Much like the last time out though, it was sophomore forward Liam Folkes who secured the outcome.

Under different circumstances of course, for Folkes there wasn't much to it and for Penn State head coach Guy Gadowsky, it's easy - he's just a clutch kid.

Before even arriving at the shootout, Penn State had to weather its share of adversity. From playing without its top defenseman to a game-winning overtime goal that would eventually be called off, the feeling of familiarity extended further than Folkes in the final minutes of the night.

"I think that locker room prides itself on being a mentally tough team and I think they showed it," Gadowsky said. "That's a tough thing to do. We had to regroup a few times and obviously thinking that the game was over, or overtime was over, with three-and-a-half minutes to go, having to come back and play hard - I do, I give them a lot of credit."

Penn State encountered its first challenge of the night after senior defenseman Trevor Hamilton was sent off for a five-minute major and a game misconduct fewer than 20 seconds in.

Despite the less than ideal start, the Nittany Lions fought off the Wisconsin power play, quickly answering with none other than Folkes, who slipped the puck past Wisconsin's Kyle Hayton on the Penn State power play for his seventh goal of the season.

It was Gadowsky who did not leave the podium postgame without giving credit to Penn State's five defensemen who stepped up in Hamilton's absence.

"All five of them especially, that's a big effort, especially so early," Gadowsky said. "It's not like they just did it for a period, basically it was 59-and-a-half minutes. Huge effort. All of them were put in positions that they aren't normally used too. All played with new people. I think you have to give them a lot of credit."

Although the Badgers answered to tie the score, freshman forward Sam Sternschein netted the go-ahead, as the puck pinged the crossbar before going in to give Penn State the advantage.

Less than a minute into the third period, junior forward Andrew Sturtz slid the puck past Hayton just far enough for junior forward Chase Berger to finish it off to give the Nittany Lions the 3-1 lead.

Penn State maintained composure as the Badgers cut it to one with 16:17 left in regulation, but found itself headed to overtime after Wisconsin placed the equalizer past the shoulder of sophomore goalie Peyton Jones with 1:52 remaining in the third period.

The Nittany Lions came just short of ending it in overtime as Penn State's game-winner was waved off, forcing the shootout with the 3-3 tie going in the books to extend a now 10-game unbeaten streak.

It was Folkes of course who was called upon to secure the extra point. Gadowsky of course, noted postgame that the memory of last year's ending against the Badgers was on his mind.

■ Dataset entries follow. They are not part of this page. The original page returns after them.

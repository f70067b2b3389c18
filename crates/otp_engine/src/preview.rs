use std::fs;
use std::io::{self, Write};
use std::path::{Path, PathBuf};

use otp_core::{build_preview_document, preview_filename};
use tempfile::NamedTempFile;
use thiserror::Error;

#[derive(Debug, Error)]
pub enum PersistError {
    #[error("preview directory missing or not writable: {0}")]
    OutputDir(String),
    #[error("preview key must be a digit string, got {0:?}")]
    InvalidKey(String),
    #[error("io error: {0}")]
    Io(#[from] io::Error),
}

/// Ensure the preview directory exists; create if missing.
pub fn ensure_preview_dir(dir: &Path) -> Result<(), PersistError> {
    if dir.exists() {
        let meta = fs::metadata(dir).map_err(|e| PersistError::OutputDir(e.to_string()))?;
        if !meta.is_dir() {
            return Err(PersistError::OutputDir("path is not a directory".into()));
        }
        Ok(())
    } else {
        fs::create_dir_all(dir).map_err(|e| PersistError::OutputDir(e.to_string()))
    }
}

/// Materializes preview documents as `{dir}/otp-{code}.html`.
///
/// Writes go through a temp file in the same directory and a rename, so a
/// reader sees either the previous document or the new one.
#[derive(Debug, Clone)]
pub struct PreviewWriter {
    dir: PathBuf,
}

impl PreviewWriter {
    pub fn new(dir: PathBuf) -> Self {
        Self { dir }
    }

    pub fn path_for(&self, code: &str) -> PathBuf {
        self.dir.join(preview_filename(code))
    }

    pub fn materialize(&self, code: &str, text: &str) -> Result<PathBuf, PersistError> {
        if code.is_empty() || !code.bytes().all(|b| b.is_ascii_digit()) {
            return Err(PersistError::InvalidKey(code.to_string()));
        }
        ensure_preview_dir(&self.dir)?;

        let target = self.path_for(code);
        let mut tmp = NamedTempFile::new_in(&self.dir)?;
        tmp.write_all(build_preview_document(code, text).as_bytes())?;
        tmp.flush()?;
        tmp.as_file_mut().sync_all()?;
        tmp.persist(&target).map_err(|e| PersistError::Io(e.error))?;
        Ok(target)
    }
}
mod cli;
mod output;
mod platform;

use std::io;

use anyhow::Result;
use clap::Parser;

use cli::Cli;

fn main() -> Result<()> {
    let cli = Cli::parse();
    platform::logging::initialize(cli.log_level(), cli.log_file.as_deref());

    let launcher = output::run(&cli.config(), !cli.no_preview);
    output::write_output(io::stdout().lock(), &launcher, cli.compact)
}
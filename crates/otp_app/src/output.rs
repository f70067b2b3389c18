use std::io::Write;

use anyhow::Result;
use otp_core::{LauncherItem, LauncherOutput, ResultRecord};
use otp_engine::{
    fetch_recent_otp_messages, LocalTimestampFormatter, PreviewWriter, RetrievalConfig,
    SqliteMessageSource,
};
use otp_logging::{otp_debug, otp_warn};

/// One retrieval pass rendered as launcher output. Never fails: an
/// unreadable database produces an empty item list.
pub fn run(config: &RetrievalConfig, with_previews: bool) -> LauncherOutput {
    let source = SqliteMessageSource::new(config.db_path.clone());
    let retrieval = fetch_recent_otp_messages(&source, config.limit, &LocalTimestampFormatter);
    if let Some(diagnostic) = &retrieval.diagnostic {
        otp_warn!("No OTP messages available: {}", diagnostic);
    }

    let previews = with_previews.then(|| PreviewWriter::new(config.preview_dir.clone()));
    build_output(&retrieval.records, previews.as_ref())
}

pub fn build_output(records: &[ResultRecord], previews: Option<&PreviewWriter>) -> LauncherOutput {
    let items = records
        .iter()
        .map(|record| {
            let quicklookurl = previews.and_then(|writer| {
                match writer.materialize(&record.code, &record.text) {
                    Ok(path) => {
                        otp_debug!("Preview for {} written to {:?}", record.code, path);
                        Some(path.display().to_string())
                    }
                    Err(err) => {
                        otp_warn!("Failed to write preview for {}: {}", record.code, err);
                        None
                    }
                }
            });
            LauncherItem::from_record(record, quicklookurl)
        })
        .collect();
    LauncherOutput { items }
}

pub fn write_output(mut out: impl Write, output: &LauncherOutput, compact: bool) -> Result<()> {
    if compact {
        serde_json::to_writer(&mut out, output)?;
    } else {
        serde_json::to_writer_pretty(&mut out, output)?;
    }
    writeln!(out)?;
    out.flush()?;
    Ok(())
}
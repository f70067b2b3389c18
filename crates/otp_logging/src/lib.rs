#![deny(missing_docs)]
//! Shared logging utilities for the otp-scan workspace.
//!
//! This crate provides the `otp_*` logging macros used across the codebase
//! and a minimal test initializer for the global logger.

use log::LevelFilter;
use simplelog::{ColorChoice, CombinedLogger, Config, TermLogger, TerminalMode};

/// Logs a trace-level message using the global logging facade.
#[macro_export]
macro_rules! otp_trace {
    ($($arg:tt)*) => {{
        log::trace!($($arg)*);
    }};
}

/// Logs a debug-level message using the global logging facade.
#[macro_export]
macro_rules! otp_debug {
    ($($arg:tt)*) => {{
        log::debug!($($arg)*);
    }};
}

/// Logs an info-level message using the global logging facade.
#[macro_export]
macro_rules! otp_info {
    ($($arg:tt)*) => {{
        log::info!($($arg)*);
    }};
}

/// Logs a warn-level message using the global logging facade.
#[macro_export]
macro_rules! otp_warn {
    ($($arg:tt)*) => {{
        log::warn!($($arg)*);
    }};
}

/// Logs an error-level message using the global logging facade.
#[macro_export]
macro_rules! otp_error {
    ($($arg:tt)*) => {{
        log::error!($($arg)*);
    }};
}

/// Initializes a simple terminal logger for use in unit tests.
///
/// This safely no-ops if another logger has already been initialized.
pub fn initialize_for_tests() {
    // Use debug level in debug builds, info in release builds.
    let level = if cfg!(debug_assertions) {
        LevelFilter::Debug
    } else {
        LevelFilter::Info
    };

    // Ignore the error if a logger was already set by another test.
    let _ = CombinedLogger::init(vec![TermLogger::new(
        level,
        Config::default(),
        TerminalMode::Mixed,
        ColorChoice::Auto,
    )]);
}
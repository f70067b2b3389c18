//! Process logging initialization for otp-scan.
//!
//! Terminal output goes to stderr: stdout carries the launcher payload.

use std::fs::File;
use std::path::Path;

use log::LevelFilter;
use simplelog::{
    ColorChoice, CombinedLogger, Config, ConfigBuilder, SharedLogger, TermLogger, TerminalMode,
    WriteLogger,
};

/// Initialize the logger at `level`.
///
/// When `log_file` is given, records are also written there; a file that
/// cannot be created is reported on stderr and skipped.
pub fn initialize(level: LevelFilter, log_file: Option<&Path>) {
    let config = build_config();

    let mut loggers: Vec<Box<dyn SharedLogger>> = vec![TermLogger::new(
        level,
        config.clone(),
        TerminalMode::Stderr,
        ColorChoice::Auto,
    )];
    if let Some(file_logger) = log_file.and_then(|path| create_file_logger(level, config, path)) {
        loggers.push(file_logger);
    }

    let _ = CombinedLogger::init(loggers);
}

fn build_config() -> Config {
    ConfigBuilder::new()
        .set_time_format_rfc3339()
        .set_target_level(LevelFilter::Error)
        .build()
}

fn create_file_logger(
    level: LevelFilter,
    config: Config,
    path: &Path,
) -> Option<Box<WriteLogger<File>>> {
    match File::create(path) {
        Ok(file) => Some(WriteLogger::new(level, config, file)),
        Err(err) => {
            eprintln!("Warning: Could not create log file at {:?}: {}", path, err);
            None
        }
    }
}
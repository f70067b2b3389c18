use std::path::PathBuf;

use otp_core::is_otp_text;
use otp_logging::otp_debug;
use rusqlite::functions::FunctionFlags;
use rusqlite::types::ValueRef;
use rusqlite::{params, Connection, OpenFlags};
use thiserror::Error;

use crate::decode::decode_attributed_body;

/// One message as stored: the rich-text payload and its platform timestamp.
#[derive(Debug, Clone, PartialEq, Eq)]
pub struct RawMessageRow {
    pub blob: Vec<u8>,
    pub timestamp: i64,
}

#[derive(Debug, Error)]
pub enum SourceError {
    #[error("cannot open message database {path:?}: {source}")]
    Open {
        path: PathBuf,
        #[source]
        source: rusqlite::Error,
    },
    #[error("message query failed: {0}")]
    Query(#[from] rusqlite::Error),
}

/// Supplies up to `limit` OTP-plausible rows, newest first.
pub trait MessageSource {
    fn recent_candidates(&self, limit: usize) -> Result<Vec<RawMessageRow>, SourceError>;
}

const RECENT_OTP_QUERY: &str = "
    SELECT attributedBody, date
    FROM message
    WHERE attributedBody IS NOT NULL AND has_otp(attributedBody)
    ORDER BY date DESC
    LIMIT ?1";

/// Read-only view over a Messages `chat.db`.
///
/// Filtering runs inside the query through a `has_otp` SQL function so that
/// `LIMIT` applies to OTP-plausible rows only.
#[derive(Debug, Clone)]
pub struct SqliteMessageSource {
    path: PathBuf,
}

impl SqliteMessageSource {
    pub fn new(path: impl Into<PathBuf>) -> Self {
        Self { path: path.into() }
    }

    fn open(&self) -> Result<Connection, SourceError> {
        let flags = OpenFlags::SQLITE_OPEN_READ_ONLY | OpenFlags::SQLITE_OPEN_NO_MUTEX;
        let conn = Connection::open_with_flags(&self.path, flags).map_err(|source| {
            SourceError::Open {
                path: self.path.clone(),
                source,
            }
        })?;
        conn.create_scalar_function(
            "has_otp",
            1,
            FunctionFlags::SQLITE_UTF8 | FunctionFlags::SQLITE_DETERMINISTIC,
            |ctx| {
                Ok(match ctx.get_raw(0) {
                    ValueRef::Blob(blob) => blob_has_otp(blob),
                    _ => false,
                })
            },
        )?;
        Ok(conn)
    }
}

impl MessageSource for SqliteMessageSource {
    fn recent_candidates(&self, limit: usize) -> Result<Vec<RawMessageRow>, SourceError> {
        let conn = self.open()?;
        let limit = i64::try_from(limit).unwrap_or(i64::MAX);
        let mut stmt = conn.prepare(RECENT_OTP_QUERY)?;
        let rows = stmt
            .query_map(params![limit], |row| {
                Ok(RawMessageRow {
                    blob: row.get(0)?,
                    timestamp: row.get::<_, Option<i64>>(1)?.unwrap_or_default(),
                })
            })?
            .collect::<Result<Vec<_>, _>>()?;
        otp_debug!("Message source {:?} returned {} rows", self.path, rows.len());
        Ok(rows)
    }
}

fn blob_has_otp(blob: &[u8]) -> bool {
    decode_attributed_body(blob)
        .map(|text| is_otp_text(&text))
        .unwrap_or(false)
}
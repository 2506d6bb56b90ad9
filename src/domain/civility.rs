#[derive(Debug, Clone, Copy, PartialEq, Eq, serde::Serialize, serde::Deserialize)]
#[serde(rename_all = "snake_case")]
pub enum Civility {
    Mr,
    Mrs,
    Miss,
}

impl Civility {
    pub fn code(&self) -> i32 {
        match self {
            Civility::Mr => 0,
            Civility::Mrs => 1,
            Civility::Miss => 2,
        }
    }

    pub fn from_code(code: i32) -> Result<Civility, String> {
        match code {
            0 => Ok(Civility::Mr),
            1 => Ok(Civility::Mrs),
            2 => Ok(Civility::Miss),
            _ => Err(format!("{} is not a valid civility", code)),
        }
    }
}
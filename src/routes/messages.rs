use actix_web::http::StatusCode;
use actix_web::{web, HttpResponse, ResponseError};

use crate::domain::message::{Message, MessageBody};
use crate::transport::{DispatchOutcome, MindbazTransport, TransportError};

#[derive(serde::Serialize)]
struct DispatchResponse<'a> {
    dispatched: usize,
    failed: Vec<&'a DispatchOutcome>,
}

#[tracing::instrument(
    name = "Relaying a message to Mindbaz subscribers",
    skip(body, transport),
    fields(
        campaign = ?body.campaign,
        subject = %body.subject
    )
)]
pub async fn send_message(
    body: web::Json<MessageBody>,
    transport: web::Data<MindbazTransport>,
) -> Result<HttpResponse, SendMessageError> {
    let body = body.into_inner();
    let campaign = body.campaign.clone();
    let message: Message = body.try_into().map_err(SendMessageError::ValidationError)?;

    let report = transport.dispatch(&message, campaign.as_deref()).await?;

    Ok(HttpResponse::Ok().json(DispatchResponse {
        dispatched: report.dispatched(),
        failed: report.failures().collect(),
    }))
}

#[derive(thiserror::Error)]
pub enum SendMessageError {
    #[error("{0}")]
    ValidationError(String),
    #[error(transparent)]
    TransportError(#[from] TransportError),
}

impl std::fmt::Debug for SendMessageError {
    fn fmt(&self, f: &mut std::fmt::Formatter<'_>) -> std::fmt::Result {
        match self {
            SendMessageError::TransportError(err) => write!(f, "Caused by:\n\t({:?})", err),
            _ => write!(f, "Caused by:\n\t({})", self),
        }
    }
}

impl ResponseError for SendMessageError {
    fn status_code(&self) -> StatusCode {
        match self {
            SendMessageError::ValidationError(_) => StatusCode::BAD_REQUEST,
            SendMessageError::TransportError(TransportError::InvalidCampaign(_)) => {
                StatusCode::BAD_REQUEST
            }
            SendMessageError::TransportError(TransportError::MissingSubscribers(_)) => {
                StatusCode::UNPROCESSABLE_ENTITY
            }
            SendMessageError::TransportError(TransportError::Remote(_)) => {
                StatusCode::INTERNAL_SERVER_ERROR
            }
        }
    }

    fn error_response(&self) -> HttpResponse {
        match self {
            SendMessageError::TransportError(TransportError::MissingSubscribers(missing)) => {
                HttpResponse::build(self.status_code())
                    .json(serde_json::json!({ "missing": missing }))
            }
            _ => HttpResponse::new(self.status_code()),
        }
    }
}
use actix_web::{HttpResponse, Responder};

/// Endpoint used by clients to know if the relay is up. It does not call Mindbaz.
#[tracing::instrument(name = "Relay health check handler")]
pub async fn health_check() -> impl Responder {
    HttpResponse::Ok().finish()
}
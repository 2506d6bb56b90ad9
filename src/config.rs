use config::{Config, ConfigError, File};
use secrecy::{ExposeSecret, Secret};
use serde_aux::field_attributes::deserialize_number_from_string;
use std::collections::HashMap;
use std::time;

use crate::soap::Credentials;

#[derive(Debug)]
pub enum Environment {
    Development,
    Production,
}

#[derive(serde::Deserialize, Clone)]
pub struct Settings {
    pub application: ApplicationSettings,
    pub mindbaz: MindbazSettings,
}

#[derive(serde::Deserialize, Clone)]
pub struct ApplicationSettings {
    #[serde(deserialize_with = "deserialize_number_from_string")]
    pub port: u16,
    pub host: String,
}

#[derive(serde::Deserialize, Clone)]
pub struct MindbazSettings {
    pub base_url: String,
    #[serde(deserialize_with = "deserialize_number_from_string")]
    pub timeout_milliseconds: u64,
    pub credentials: CredentialsSettings,
    // Campaign selector name -> Mindbaz campaign id
    pub campaigns: HashMap<String, i64>,
    #[serde(default)]
    pub insert_missing_subscribers: bool,
}

#[derive(serde::Deserialize, Clone)]
pub struct CredentialsSettings {
    #[serde(deserialize_with = "deserialize_number_from_string")]
    pub id_site: i64,
    pub login: String,
    // secrecy protects secret information and prevents them to be exposed (eg: via logs)
    pub password: Secret<String>,
}

impl Settings {
    pub fn get_address(&self) -> String {
        format!(
            "{}:{}",
            self.application.get_host(),
            self.application.get_port()
        )
    }

    pub fn get_mindbaz_base_url(&self) -> String {
        self.mindbaz.base_url.clone()
    }

    pub fn get_mindbaz_timeout(&self) -> time::Duration {
        self.mindbaz.get_timeout()
    }

    pub fn get_mindbaz_credentials(&self) -> Credentials {
        self.mindbaz.credentials.get_credentials()
    }

    pub fn set_mindbaz_base_url(&mut self, new_base_url: String) {
        self.mindbaz.base_url = new_base_url
    }

    pub fn set_insert_missing_subscribers(&mut self, insert_missing_subscribers: bool) {
        self.mindbaz.insert_missing_subscribers = insert_missing_subscribers
    }

    pub fn set_app_port(&mut self, port: u16) {
        self.application.port = port;
    }

    pub fn validate(&self) -> Result<(), String> {
        self.mindbaz.validate()
    }
}

impl ApplicationSettings {
    pub fn get_port(&self) -> u16 {
        self.port
    }

    pub fn get_host(&self) -> String {
        self.host.clone()
    }
}

impl MindbazSettings {
    pub fn get_timeout(&self) -> time::Duration {
        time::Duration::from_millis(self.timeout_milliseconds)
    }

    pub fn validate(&self) -> Result<(), String> {
        if self.credentials.login.trim().is_empty() {
            return Err("mindbaz.credentials.login cannot be empty".to_string());
        }
        if self.credentials.password.expose_secret().trim().is_empty() {
            return Err("mindbaz.credentials.password cannot be empty".to_string());
        }
        if self.campaigns.is_empty() {
            return Err("mindbaz.campaigns requires at least one campaign".to_string());
        }

        Ok(())
    }
}

impl CredentialsSettings {
    pub fn get_credentials(&self) -> Credentials {
        Credentials {
            id_site: self.id_site,
            login: self.login.clone(),
            password: self.password.clone(),
        }
    }
}

impl Environment {
    pub fn as_str(&self) -> &'static str {
        match self {
            Environment::Development => "development",
            Environment::Production => "production",
        }
    }
}

impl TryFrom<String> for Environment {
    type Error = String;

    fn try_from(value: String) -> Result<Self, Self::Error> {
        match value.to_lowercase().as_str() {
            "development" => Ok(Self::Development),
            "production" => Ok(Self::Production),
            unknown_env => Err(format!(
                "{} is not supported environment. Use either 'development' or 'production'.",
                unknown_env
            )),
        }
    }
}

pub fn get_configuration() -> Result<Settings, ConfigError> {
    let root_path = std::env::current_dir()
        .map_err(|e| ConfigError::Message(format!("Failed to determine the current directory: {}", e)))?;
    let config_directory = root_path.join("config");
    // Uses development environment by default
    let enviroment: Environment = std::env::var("APP_ENVIRONMENT")
        .unwrap_or_else(|_| "development".into())
        .try_into()
        .map_err(ConfigError::Message)?;
    let config_base_filepath = config_directory.join("base");
    let config_env_filepath = config_directory.join(enviroment.as_str());

    // It merges the base configuration file with the one from the specific environment (development or production)
    let settings = Config::builder()
        .add_source(File::from(config_base_filepath).required(true))
        .add_source(File::from(config_env_filepath).required(true))
        // Merge settings from environment variables with a prefix of APP and "__" separator
        // E.g APP_MINDBAZ__CREDENTIALS__LOGIN would set Settings.mindbaz.credentials.login
        .add_source(config::Environment::with_prefix("app").separator("__"))
        .build()?;

    tracing::info!("Application environment = {:?}", enviroment);

    // Try to convert the value from the configuration file into a Settings type
    let settings: Settings = settings.try_deserialize()?;
    settings.validate().map_err(ConfigError::Message)?;

    Ok(settings)
}
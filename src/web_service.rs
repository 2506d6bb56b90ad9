use async_trait::async_trait;

use crate::domain::subscriber::SubscriberId;
use crate::domain::subscriber_status::SubscriberStatus;
use crate::encoder::CodecError;

/// Identifier Mindbaz gives to a subscriber that has not been inserted yet.
pub const UNSAVED_SUBSCRIBER_ID: SubscriberId = -1;

/// Result code returned by the oneshot service when a message was accepted.
pub const SEND_RESPONSE_OK: &str = "OK";
/// Result code returned by the oneshot service when a message was refused.
pub const SEND_RESPONSE_NOK: &str = "NOK";

/// A subscriber as Mindbaz transmits it: an identifier and a generic field list.
#[derive(Debug, Clone, PartialEq, Eq)]
pub struct RawSubscriber {
    pub id_subscriber: SubscriberId,
    pub fields: Vec<FieldData>,
}

#[derive(Debug, Clone, PartialEq, Eq)]
pub struct FieldData {
    pub id_field: i32,
    pub value: Option<String>,
}

impl Default for RawSubscriber {
    fn default() -> Self {
        RawSubscriber {
            id_subscriber: UNSAVED_SUBSCRIBER_ID,
            fields: Vec::new(),
        }
    }
}

impl FieldData {
    pub fn new(id_field: i32, value: impl Into<String>) -> FieldData {
        FieldData {
            id_field,
            value: Some(value.into()),
        }
    }
}

#[derive(Debug, Clone, PartialEq, Eq)]
pub struct UnsubscribeRequest {
    pub id_subscriber: SubscriberId,
    pub id_send: Option<i64>,
    pub id_campaign: Option<i64>,
}

/// Payload of a oneshot send: one campaign rendered for one subscriber.
#[derive(Debug, Clone, PartialEq, Eq)]
pub struct SendRequest {
    pub id_campaign: i64,
    pub id_subscriber: SubscriberId,
    pub html_content: Option<String>,
    pub text_content: Option<String>,
    pub sender: String,
    pub subject: String,
}

#[derive(thiserror::Error)]
pub enum RemoteError {
    #[error("Failed to reach the Mindbaz web service.")]
    Http(#[from] reqwest::Error),
    #[error("Mindbaz web service answered with status {0}.")]
    Status(u16),
    #[error("Mindbaz web service returned a fault: {0}")]
    Fault(String),
    #[error("Mindbaz web service returned a malformed response: {0}")]
    MalformedResponse(String),
    #[error("Failed to decode a Mindbaz subscriber.")]
    Codec(#[from] CodecError),
}

impl std::fmt::Debug for RemoteError {
    fn fmt(&self, f: &mut std::fmt::Formatter<'_>) -> std::fmt::Result {
        match std::error::Error::source(self) {
            Some(source) => write!(f, "{}\nCaused by:\n\t({})", self, source),
            None => write!(f, "{}", self),
        }
    }
}

/// Mindbaz subscriber web service.
#[async_trait]
pub trait SubscriberWebService: Send + Sync {
    async fn get_subscribers_by_email(
        &self,
        emails: &[String],
        statuses: &[SubscriberStatus],
    ) -> Result<Vec<RawSubscriber>, RemoteError>;

    /// Returns the identifier Mindbaz assigned to the new subscriber.
    async fn insert_subscriber(
        &self,
        subscriber: &RawSubscriber,
        detect_duplicates: bool,
    ) -> Result<SubscriberId, RemoteError>;

    async fn unsubscribe(&self, request: &UnsubscribeRequest) -> Result<bool, RemoteError>;
}

/// Mindbaz oneshot web service, sending a campaign to a single subscriber.
#[async_trait]
pub trait OneshotWebService: Send + Sync {
    /// Returns the raw result code, compared against [`SEND_RESPONSE_OK`].
    async fn send(&self, request: &SendRequest) -> Result<String, RemoteError>;
}
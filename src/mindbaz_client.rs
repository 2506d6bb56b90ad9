use async_trait::async_trait;
use reqwest::Client;
use std::time;

use crate::domain::subscriber::SubscriberId;
use crate::domain::subscriber_status::SubscriberStatus;
use crate::soap::{self, Credentials};
use crate::web_service::{
    OneshotWebService, RawSubscriber, RemoteError, SendRequest, SubscriberWebService,
    UnsubscribeRequest,
};

const REQUEST_TIMEOUT: time::Duration = time::Duration::from_secs(10);

const SUBSCRIBER_SERVICE: &str = "subscriber.asmx";
const ONESHOT_SERVICE: &str = "oneshot.asmx";

/// SOAP client for the Mindbaz subscriber and oneshot web services.
pub struct MindbazClient {
    http_client: Client,
    base_url: String,
    credentials: Credentials,
}

impl MindbazClient {
    pub fn new(
        base_url: String,
        credentials: Credentials,
        timeout: Option<time::Duration>,
    ) -> Result<MindbazClient, reqwest::Error> {
        let http_client = Client::builder()
            .timeout(timeout.unwrap_or(REQUEST_TIMEOUT))
            .build()?;

        Ok(MindbazClient {
            http_client,
            base_url,
            credentials,
        })
    }

    async fn call(&self, service: &str, operation: &str, body: String) -> Result<String, RemoteError> {
        let url = format!("{}/{}", self.base_url.trim_end_matches('/'), service);
        let envelope = soap::envelope(&self.credentials, operation, &body);

        let response = self
            .http_client
            .post(&url)
            .header("Content-Type", "text/xml; charset=utf-8")
            .header("SOAPAction", soap::soap_action(operation))
            .body(envelope)
            .send()
            .await?;

        let status = response.status();
        let text = response.text().await?;

        // SOAP 1.1 reports faults with a 500 status, so look for one before the status itself
        if let Some(fault) = soap::parse_fault(&text) {
            return Err(RemoteError::Fault(fault));
        }
        if !status.is_success() {
            return Err(RemoteError::Status(status.as_u16()));
        }

        Ok(text)
    }

    async fn call_for_result(
        &self,
        service: &str,
        operation: &str,
        body: String,
    ) -> Result<String, RemoteError> {
        let response = self.call(service, operation, body).await?;
        let result = format!("{}Result", operation);

        soap::parse_result(&response, &result)?
            .ok_or_else(|| RemoteError::MalformedResponse(format!("missing {}", result)))
    }
}

#[async_trait]
impl SubscriberWebService for MindbazClient {
    #[tracing::instrument(name = "Looking up Mindbaz subscribers by email", skip(self))]
    async fn get_subscribers_by_email(
        &self,
        emails: &[String],
        statuses: &[SubscriberStatus],
    ) -> Result<Vec<RawSubscriber>, RemoteError> {
        let codes: Vec<i32> = statuses.iter().map(SubscriberStatus::code).collect();
        let body = format!(
            "{}{}",
            soap::array_of_string("emails", emails),
            soap::array_of_int("statuses", &codes)
        );

        let response = self
            .call(SUBSCRIBER_SERVICE, "GetSubscribersByEmail", body)
            .await?;

        soap::parse_subscribers(&response)
    }

    #[tracing::instrument(
        name = "Inserting a Mindbaz subscriber",
        skip(self, subscriber),
        fields(fields = subscriber.fields.len())
    )]
    async fn insert_subscriber(
        &self,
        subscriber: &RawSubscriber,
        detect_duplicates: bool,
    ) -> Result<SubscriberId, RemoteError> {
        let body = format!(
            "{}<detectDuplicates>{}</detectDuplicates>",
            soap::subscriber("subscriber", subscriber),
            detect_duplicates
        );

        let result = self
            .call_for_result(SUBSCRIBER_SERVICE, "InsertSubscriber", body)
            .await?;

        result
            .trim()
            .parse::<SubscriberId>()
            .map_err(|e| RemoteError::MalformedResponse(format!("{}: {:?}", e, result)))
    }

    #[tracing::instrument(name = "Unsubscribing a Mindbaz subscriber", skip(self))]
    async fn unsubscribe(&self, request: &UnsubscribeRequest) -> Result<bool, RemoteError> {
        let id_send = request.id_send.map(|id| id.to_string());
        let id_campaign = request.id_campaign.map(|id| id.to_string());
        let body = format!(
            "<idSubscriber>{}</idSubscriber>{}{}",
            request.id_subscriber,
            soap::element("idSend", id_send.as_deref()),
            soap::element("idCampaign", id_campaign.as_deref())
        );

        let result = self
            .call_for_result(SUBSCRIBER_SERVICE, "Unsubscribe", body)
            .await?;

        Ok(result.trim().eq_ignore_ascii_case("true"))
    }
}

#[async_trait]
impl OneshotWebService for MindbazClient {
    #[tracing::instrument(
        name = "Sending a Mindbaz oneshot message",
        skip(self, request),
        fields(
            id_campaign = %request.id_campaign,
            id_subscriber = %request.id_subscriber
        )
    )]
    async fn send(&self, request: &SendRequest) -> Result<String, RemoteError> {
        let body = format!(
            "<idCampaign>{}</idCampaign><idSubscriber>{}</idSubscriber>{}{}{}{}",
            request.id_campaign,
            request.id_subscriber,
            soap::element("htmlContent", request.html_content.as_deref()),
            soap::element("textContent", request.text_content.as_deref()),
            soap::element("sender", Some(request.sender.as_str())),
            soap::element("subject", Some(request.subject.as_str()))
        );

        let result = self.call_for_result(ONESHOT_SERVICE, "Send", body).await?;

        Ok(result.trim().to_string())
    }
}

"There's a couple of reasons, but that's one of them," Gadowsky said with a smile. "The biggest reason is he's clutch. It wasn't just Wisconsin, he would have gone no matter who we were playing, but that's part of it."

For Folkes though, recreating his heroics wasn't top of mind as he took to the ice.

"I wanted to shoot it but then I went down, faked the shot and he never bit," Folkes said. "Then obviously, I went around him and it worked out."

Seated alongside Folkes in the postgame media room was Sturtz, who found no reason for lasting disappointment in the disallowed overtime goal. 

"It's obviously tough, but good teams find a way to win and that's what we did here tonight," Sturtz said. "I think we're making a lot of strides in becoming a good team and I think it's happening at the right time."

For Gadowsky, it was Penn State's ability to navigate the challenges that has him taking the most from week one back from a nearly month-long break.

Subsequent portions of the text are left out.